((

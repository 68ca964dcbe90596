//! Error types for vendir-git

use vendir_fs::ErrorKind;

/// Result type for vendir-git operations
pub type Result<T> = std::result::Result<T, Error>;

/// Errors that can occur talking to a remote
#[derive(Debug, thiserror::Error)]
pub enum Error {
    #[error("Git error: {0}")]
    Git(#[from] git2::Error),

    #[error("I/O error: {0}")]
    Io(#[from] std::io::Error),

    #[error("Reference '{name}' not found on {url}")]
    RefNotFound { url: String, name: String },
}

impl Error {
    pub fn kind(&self) -> ErrorKind {
        match self {
            Self::Git(_) => ErrorKind::NotResolvable,
            Self::Io(_) => ErrorKind::Io,
            Self::RefNotFound { .. } => ErrorKind::NotFound,
        }
    }

    /// Convert into the resolver's error for `url`.
    ///
    /// A missing ref is permanent and keeps that kind. Everything else is
    /// reported as a failed query.
    pub fn into_remote(self, url: &str) -> vendir_resolve::Error {
        match self {
            Self::RefNotFound { name, .. } => vendir_resolve::Error::RefNotFound {
                repository: url.to_string(),
                reference: name,
            },
            Self::Git(e) => vendir_resolve::Error::remote(url, e.message()),
            other => vendir_resolve::Error::remote(url, other.to_string()),
        }
    }
}

#[cfg(test)]
mod tests {
    use super::*;
    use rstest::rstest;

    #[rstest]
    #[case::missing_ref(
        Error::RefNotFound { url: "u".into(), name: "nope".into() },
        ErrorKind::NotFound
    )]
    #[case::git_failure(Error::Git(git2::Error::from_str("timed out")), ErrorKind::NotResolvable)]
    #[case::io_failure(
        Error::Io(std::io::Error::other("disk full")),
        ErrorKind::NotResolvable
    )]
    fn test_into_remote_kind(#[case] error: Error, #[case] expected: ErrorKind) {
        assert_eq!(error.into_remote("https://example.com/r").kind(), expected);
    }

    #[test]
    fn test_missing_ref_names_repository() {
        let err = Error::RefNotFound {
            url: "ignored".into(),
            name: "feature".into(),
        }
        .into_remote("https://example.com/r");
        assert_eq!(err.to_string(), "'feature' not found on https://example.com/r");
    }
}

))

EXERCISE AIM —
Your answer should be the records themselves, returned word for word.

SOLUTION FOR THIS TASK —
repository 68ca964dcbe90596
//! Error types for vendir-git

use vendir_fs::ErrorKind;

/// Result type for vendir-git operations
pub type Result<T> = std::result::Result<T, Error>;

/// Errors that can occur talking to a remote
#[derive(Debug, thiserror::Error)]
pub enum Error {
    #[error("Git error: {0}")]
    Git(#[from] git2::Error),

    #[error("I/O error: {0}")]
    Io(#[from] std::io::Error),

    #[error("Reference '{name}' not found on {url}")]
    RefNotFound { url: String, name: String },
}

impl Error {
    pub fn kind(&self) -> ErrorKind {
        match self {
            Self::Git(_) => ErrorKind::NotResolvable,
            Self::Io(_) => ErrorKind::Io,
            Self::RefNotFound { .. } => ErrorKind::NotFound,
        }
    }

    /// Convert into the resolver's error for `url`.
    ///
    /// A missing ref is permanent and keeps that kind. Everything else is
    /// reported as a failed query.
    pub fn into_remote(self, url: &str) -> vendir_resolve::Error {
        match self {
            Self::RefNotFound { name, .. } => vendir_resolve::Error::RefNotFound {
                repository: url.to_string(),
                reference: name,
            },
            Self::Git(e) => vendir_resolve::Error::remote(url, e.message()),
            other => vendir_resolve::Error::remote(url, other.to_string()),
        }
    }
}

#[cfg(test)]
mod tests {
    use super::*;
    use rstest::rstest;

    #[rstest]
    #[case::missing_ref(
        Error::RefNotFound { url: "u".into(), name: "nope".into() },
        ErrorKind::NotFound
    )]
    #[case::git_failure(Error::Git(git2::Error::from_str("timed out")), ErrorKind::NotResolvable)]
    #[case::io_failure(
        Error::Io(std::io::Error::other("disk full")),
        ErrorKind::NotResolvable
    )]
    fn test_into_remote_kind(#[case] error: Error, #[case] expected: ErrorKind) {
        assert_eq!(error.into_remote("https://example.com/r").kind(), expected);
    }

    #[test]
    fn test_missing_ref_names_repository() {
        let err = Error::RefNotFound {
            url: "ignored".into(),
            name: "feature".into(),
        }
        .into_remote("https://example.com/r");
        assert_eq!(err.to_string(), "'feature' not found on https://example.com/r");
    }
}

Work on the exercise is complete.